◆ YOUR GOAL
All entries must be given again exactly as written.
################
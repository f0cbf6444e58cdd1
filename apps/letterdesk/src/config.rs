use anyhow::{bail, Context, Result};

/// Credentials for the hosted backend's auth endpoint.
#[derive(Debug, Clone)]
pub struct BackendConfig {
    pub url: String,
    pub anon_key: String,
}

/// Application configuration loaded from environment variables.
/// Storage URLs are optional; without them the in-memory stores are used.
#[derive(Debug, Clone)]
pub struct Config {
    pub database_url: Option<String>,
    pub redis_url: Option<String>,
    pub backend: Option<BackendConfig>,
    pub port: u16,
    pub rust_log: String,
}

impl Config {
    pub fn from_env() -> Result<Self> {
        dotenvy::dotenv().ok(); // load .env if present; ignore if missing

        let backend = match (optional_env("BACKEND_URL"), optional_env("BACKEND_ANON_KEY")) {
            (Some(url), Some(anon_key)) => Some(BackendConfig { url, anon_key }),
            (None, None) => None,
            _ => bail!("BACKEND_URL and BACKEND_ANON_KEY must be set together"),
        };

        Ok(Config {
            database_url: optional_env("DATABASE_URL"),
            redis_url: optional_env("REDIS_URL"),
            backend,
            port: std::env::var("PORT")
                .unwrap_or_else(|_| "8080".to_string())
                .parse::<u16>()
                .context("PORT must be a valid port number")?,
            rust_log: std::env::var("RUST_LOG").unwrap_or_else(|_| "info".to_string()),
        })
    }
}

/// Set and non-blank, or `None`.
fn optional_env(key: &str) -> Option<String> {
    std::env::var(key)
        .ok()
        .map(|v| v.trim().to_string())
        .filter(|v| !v.is_empty())
}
################
◆ ANSWER SPACE
repository f0cbf6444e58cdd1
filename apps/letterdesk/src/config.rs
use anyhow::{bail, Context, Result};

/// Credentials for the hosted backend's auth endpoint.
#[derive(Debug, Clone)]
pub struct BackendConfig {
    pub url: String,
    pub anon_key: String,
}

/// Application configuration loaded from environment variables.
/// Storage URLs are optional; without them the in-memory stores are used.
#[derive(Debug, Clone)]
pub struct Config {
    pub database_url: Option<String>,
    pub redis_url: Option<String>,
    pub backend: Option<BackendConfig>,
    pub port: u16,
    pub rust_log: String,
}

impl Config {
    pub fn from_env() -> Result<Self> {
        dotenvy::dotenv().ok(); // load .env if present; ignore if missing

        let backend = match (optional_env("BACKEND_URL"), optional_env("BACKEND_ANON_KEY")) {
            (Some(url), Some(anon_key)) => Some(BackendConfig { url, anon_key }),
            (None, None) => None,
            _ => bail!("BACKEND_URL and BACKEND_ANON_KEY must be set together"),
        };

        Ok(Config {
            database_url: optional_env("DATABASE_URL"),
            redis_url: optional_env("REDIS_URL"),
            backend,
            port: std::env::var("PORT")
                .unwrap_or_else(|_| "8080".to_string())
                .parse::<u16>()
                .context("PORT must be a valid port number")?,
            rust_log: std::env::var("RUST_LOG").unwrap_or_else(|_| "info".to_string()),
        })
    }
}

/// Set and non-blank, or `None`.
fn optional_env(key: &str) -> Option<String> {
    std::env::var(key)
        .ok()
        .map(|v| v.trim().to_string())
        .filter(|v| !v.is_empty())
}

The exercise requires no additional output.